Forums

loaddata duplicate entry - encoding issue?

I have a model similar to the following:

class Example(models.Model):
    name = models.CharField(unique=True)

After running dumpdata locally (SQLite) I have:

[
  {
    "model": "Example",
    "pk": 1,
    "fields": {
      "name": "Alaves"
    }
  },
  {
    "model": "Example",
    "pk": 2,
    "fields": {
      "name": "Alavés"
    }
  }
]

When deploying to PA (MySQL) running a loaddata results in:

django.db.utils.IntegrityError: Problem installing fixture '/x/y/z': 
(1062, "Duplicate entry 'Alav\xc3\xa9s' for key 'name'")

Both local and PA databases are using UTF8. Can't reproduce locally.

Any hints how to debug/fix? Thanks!

that's probably because sqlite doesn't enforce the unique constraint that you set in your model. Isn't MySQL doing what you want it to do?

SQLite does enforce the unique constraint - the two values are not the same:

Alaves & Alavés

Open a mysql console via the database tab:

SHOW FULL COLUMNS FROM <table>;

You should see the collation value per column, e.g.

| name | varchar(200) | utf8_general_ci | NO | MUL | NULL | | select,insert,update,references | |

To see all collation values:

SHOW COLLATION;

To update column:

ALTER TABLE <table> MODIFY name VARCHAR(200) CHARACTER SET <charset> COLLATE <collation>;

ALTER TABLE <table> MODIFY name VARCHAR(200) CHARACTER SET utf8 COLLATE utf8_bin;

Via: http://stackoverflow.com/a/29570832

The table collation was set to utf8_general_ci. This was the default setting of the MySQL server and the schema.

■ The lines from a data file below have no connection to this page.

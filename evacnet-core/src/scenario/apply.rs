use std::ops::Deref;

use geo::{Intersects, Point};
use hashbrown::HashSet;
use log::debug;
use petgraph::{
    graph::{EdgeIndex, NodeIndex},
    visit::EdgeRef,
};
use serde::Serialize;

use super::perturbation::{ClosureTarget, Perturbation, ScenarioPerturbation};
use crate::{
    Error,
    model::{StreetGraph, streets::haversine_distance},
};

/// What a set of perturbations changed on the copy
#[derive(Debug, Clone, Copy, Default, PartialEq, Eq, Serialize)]
pub struct PerturbationSummary {
    pub removed_nodes: usize,
    pub removed_edges: usize,
    pub scaled_edges: usize,
    pub protected_edges: usize,
}

/// Perturbed copy of a base street graph
#[derive(Debug, Clone)]
pub struct ModifiedGraph {
    graph: StreetGraph,
    summary: PerturbationSummary,
}

impl ModifiedGraph {
    pub fn graph(&self) -> &StreetGraph {
        &self.graph
    }

    pub fn summary(&self) -> PerturbationSummary {
        self.summary
    }

    pub fn into_inner(self) -> StreetGraph {
        self.graph
    }
}

impl Deref for ModifiedGraph {
    type Target = StreetGraph;

    fn deref(&self) -> &Self::Target {
        &self.graph
    }
}

/// Applies perturbations to a copy of `base`; the base graph is never touched.
///
/// Closures go first, then capacity changes, then protected corridors, so
/// multipliers on the same edge compose regardless of input order.
///
/// # Errors
///
/// Returns [`Error::InvalidPerturbation`] if any perturbation is invalid
pub fn apply(base: &StreetGraph, perturbations: &[Perturbation]) -> Result<ModifiedGraph, Error> {
    for perturbation in perturbations {
        perturbation.validate()?;
    }
    Ok(apply_validated(base, perturbations))
}

impl ScenarioPerturbation {
    /// Applies an already validated set to a copy of `base`
    pub fn apply(&self, base: &StreetGraph) -> ModifiedGraph {
        apply_validated(base, self.as_slice())
    }
}

fn apply_validated(base: &StreetGraph, perturbations: &[Perturbation]) -> ModifiedGraph {
    let mut graph = base.clone();
    let mut summary = PerturbationSummary::default();

    for perturbation in perturbations {
        if let Perturbation::Closure(closure) = perturbation {
            apply_closure(&mut graph, &closure.target, &mut summary);
        }
    }

    for perturbation in perturbations {
        if let Perturbation::CapacityChange {
            selector,
            multiplier,
        } = perturbation
        {
            let matching: Vec<EdgeIndex> = graph
                .edge_references()
                .filter(|edge| selector.matches(edge.weight()))
                .map(|edge| edge.id())
                .collect();
            if matching.is_empty() {
                debug!("Capacity change '{selector}' matched no edges");
            }
            summary.scaled_edges += scale_edges(&mut graph, &matching, multiplier.get());
        }
    }

    for perturbation in perturbations {
        if let Perturbation::ProtectedCorridor { name, multiplier } = perturbation {
            let matching: Vec<EdgeIndex> = graph
                .edge_references()
                .filter(|edge| {
                    let weight = edge.weight();
                    weight
                        .name
                        .as_deref()
                        .is_some_and(|street| street.eq_ignore_ascii_case(name))
                        || weight.has_category(name)
                })
                .map(|edge| edge.id())
                .collect();
            if matching.is_empty() {
                debug!("Protected corridor '{name}' matched no edges");
            }
            summary.protected_edges += scale_edges(&mut graph, &matching, multiplier.get());
        }
    }

    debug!(
        "Perturbed graph: {} nodes and {} edges removed, {} edges rescaled, {} corridor edges",
        summary.removed_nodes, summary.removed_edges, summary.scaled_edges, summary.protected_edges
    );

    ModifiedGraph { graph, summary }
}

fn apply_closure(graph: &mut StreetGraph, target: &ClosureTarget, summary: &mut PerturbationSummary) {
    match target {
        ClosureTarget::Edges { selector } => {
            let matching: Vec<EdgeIndex> = graph
                .edge_references()
                .filter(|edge| selector.matches(edge.weight()))
                .map(|edge| edge.id())
                .collect();
            for edge in matching {
                if graph.remove_edge(edge).is_some() {
                    summary.removed_edges += 1;
                }
            }
        }
        ClosureTarget::Nodes { ids } => {
            let nodes: HashSet<NodeIndex> =
                ids.iter().filter_map(|&id| graph.node_by_osm_id(id)).collect();
            remove_nodes(graph, nodes, summary);
        }
        ClosureTarget::Radius { lon, lat, radius_m } => {
            let center = Point::new(*lon, *lat);
            let nodes: HashSet<NodeIndex> = graph
                .nodes()
                .filter(|(_, node)| haversine_distance(&center, &node.geometry) <= *radius_m)
                .map(|(idx, _)| idx)
                .collect();
            remove_nodes(graph, nodes, summary);
        }
        ClosureTarget::Polygon { .. } => {
            let Some(polygon) = target.polygon() else {
                return;
            };
            let nodes: HashSet<NodeIndex> = graph
                .nodes()
                .filter(|(_, node)| node.geometry.intersects(&polygon))
                .map(|(idx, _)| idx)
                .collect();
            remove_nodes(graph, nodes, summary);
        }
    }
}

fn remove_nodes(graph: &mut StreetGraph, nodes: HashSet<NodeIndex>, summary: &mut PerturbationSummary) {
    for node in nodes {
        let incident = graph.degree(node);
        if graph.remove_node(node).is_some() {
            summary.removed_nodes += 1;
            summary.removed_edges += incident;
        }
    }
}

fn scale_edges(graph: &mut StreetGraph, edges: &[EdgeIndex], multiplier: f64) -> usize {
    let mut scaled = 0;
    for &idx in edges {
        if let Some(edge) = graph.edge_mut(idx) {
            edge.capacity_factor *= multiplier;
            scaled += 1;
        }
    }
    scaled
}

#[cfg(test)]
mod tests {
    use super::*;
    use crate::{model::StreetEdge, routing::evacuation_route, scenario::EdgeSelector};

    /// A(1) -- B(2) -- C(3), with a bridge between B and C
    fn abc() -> (StreetGraph, [NodeIndex; 3]) {
        let mut graph = StreetGraph::new();
        let a = graph.add_node(1, 0.0, 0.0).unwrap();
        let b = graph.add_node(2, 0.001, 0.0).unwrap();
        let c = graph.add_node(3, 0.002, 0.0).unwrap();
        graph
            .add_street(a, b, StreetEdge::new(100.0).with_name("Strand"))
            .unwrap();
        graph
            .add_street(
                b,
                c,
                StreetEdge::new(100.0)
                    .with_bridge(true)
                    .with_category("main_road"),
            )
            .unwrap();
        (graph, [a, b, c])
    }

    #[test]
    fn base_graph_is_not_mutated() {
        let (graph, _) = abc();
        let perturbations = vec![
            Perturbation::close_nodes(vec![2]),
            Perturbation::capacity_change("bridge", 0.5).unwrap(),
        ];
        let modified = apply(&graph, &perturbations).unwrap();

        assert_eq!(graph.node_count(), 3);
        assert_eq!(graph.edge_count(), 4);
        assert!(graph.edge_references().all(|e| e.weight().capacity_factor == 1.0));
        assert_eq!(modified.node_count(), 2);
        assert_eq!(modified.edge_count(), 0);
        assert_eq!(modified.summary().removed_nodes, 1);
        assert_eq!(modified.summary().removed_edges, 4);
    }

    #[test]
    fn multipliers_compose_on_the_same_edge() {
        let (graph, _) = abc();
        let perturbations = vec![
            Perturbation::capacity_change("is_bridge", 0.5).unwrap(),
            Perturbation::capacity_change("main_road", 2.0).unwrap(),
        ];
        let modified = apply(&graph, &perturbations).unwrap();

        for edge in modified.edge_references() {
            assert!((edge.weight().capacity_factor - 1.0).abs() < 1e-12);
        }
        assert_eq!(modified.summary().scaled_edges, 4);
    }

    #[test]
    fn corridor_applies_after_capacity_changes() {
        let (graph, _) = abc();
        let perturbations = vec![
            Perturbation::protected_corridor("Strand", 3.0).unwrap(),
            Perturbation::capacity_change("name=Strand", 0.5).unwrap(),
        ];
        let modified = apply(&graph, &perturbations).unwrap();

        let strand: Vec<f64> = modified
            .edge_references()
            .filter(|e| e.weight().name.as_deref() == Some("Strand"))
            .map(|e| e.weight().capacity_factor)
            .collect();
        assert_eq!(strand.len(), 2);
        assert!(strand.iter().all(|f| (f - 1.5).abs() < 1e-12));
        assert_eq!(modified.summary().protected_edges, 2);
    }

    #[test]
    fn closing_the_middle_node_disconnects_the_route() {
        let (graph, [a, _, c]) = abc();
        assert!(evacuation_route(&graph, a, c).is_some());

        let modified = apply(&graph, &[Perturbation::close_nodes(vec![2])]).unwrap();
        assert!(evacuation_route(&modified, a, c).is_none());
    }

    #[test]
    fn unmatched_selector_is_a_no_op() {
        let (graph, _) = abc();
        let modified = apply(
            &graph,
            &[Perturbation::capacity_change("highway=motorway", 0.1).unwrap()],
        )
        .unwrap();
        assert_eq!(modified.summary(), PerturbationSummary::default());
        assert!(modified.edge_references().all(|e| e.weight().capacity_factor == 1.0));
    }

    #[test]
    fn edge_closure_removes_matching_edges_only() {
        let (graph, [a, b, c]) = abc();
        let closure = Perturbation::closure(
            ClosureTarget::Edges {
                selector: EdgeSelector::Bridge,
            },
            10,
            20,
        )
        .unwrap();
        let modified = apply(&graph, &[closure]).unwrap();

        assert_eq!(modified.node_count(), 3);
        assert_eq!(modified.edge_count(), 2);
        assert!(evacuation_route(&modified, a, b).is_some());
        assert!(evacuation_route(&modified, a, c).is_none());
    }

    #[test]
    fn area_closures_remove_nodes_inside() {
        let (graph, [a, _, c]) = abc();
        let radius = Perturbation::closure(
            ClosureTarget::Radius {
                lon: 0.001,
                lat: 0.0,
                radius_m: 20.0,
            },
            0,
            60,
        )
        .unwrap();
        let modified = apply(&graph, &[radius]).unwrap();
        assert_eq!(modified.node_count(), 2);
        assert!(evacuation_route(&modified, a, c).is_none());

        let polygon = Perturbation::closure(
            ClosureTarget::Polygon {
                ring: vec![(0.0015, -0.001), (0.0025, -0.001), (0.0025, 0.001), (0.0015, 0.001)],
            },
            0,
            60,
        )
        .unwrap();
        let modified = apply(&graph, &[polygon]).unwrap();
        assert_eq!(modified.node_count(), 2);
        assert!(modified.node_by_osm_id(3).is_none());
    }

    #[test]
    fn invalid_perturbation_is_rejected() {
        let (graph, _) = abc();
        let bad = Perturbation::ProtectedCorridor {
            name: String::new(),
            multiplier: crate::scenario::Multiplier::new(2.0).unwrap(),
        };
        assert!(matches!(
            apply(&graph, &[bad]),
            Err(Error::InvalidPerturbation(_))
        ));
    }
}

There are 3 collation names available in MySQL 5.5:

  • A name ending in _ci indicates a case-insensitive collation.
  • A name ending in _cs indicates a case-sensitive collation.
  • A name ending in _bin indicates a binary collation. Character comparisons are based on character binary code values.

The collation had to be changed to utf8_bin.

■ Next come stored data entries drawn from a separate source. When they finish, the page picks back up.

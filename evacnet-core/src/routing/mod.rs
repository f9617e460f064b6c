//! Evacuation routing over the street network

mod dijkstra;
pub mod evacuation;
pub mod route;
pub mod to_geojson;

pub use evacuation::{
    RouteCalculator, RouteFailure, RouteSet, RoutingParams, evacuation_route, multi_route,
};
pub use route::{Route, RouteKind};
pub use to_geojson::{routes_to_geojson, routes_to_geojson_string};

Aha! That makes sense. Just to make sure I've understood (and in case someone else reading this doesn't quite get the whole "collation" thing), what was happening was that your database was previously set up to interpret accented characters as the same as their unaccented equivalents for the purposes of identifying duplicates -- so you changed the DB setup to treat accented and unaccented characters as different. Is that a reasonable summary?

Correct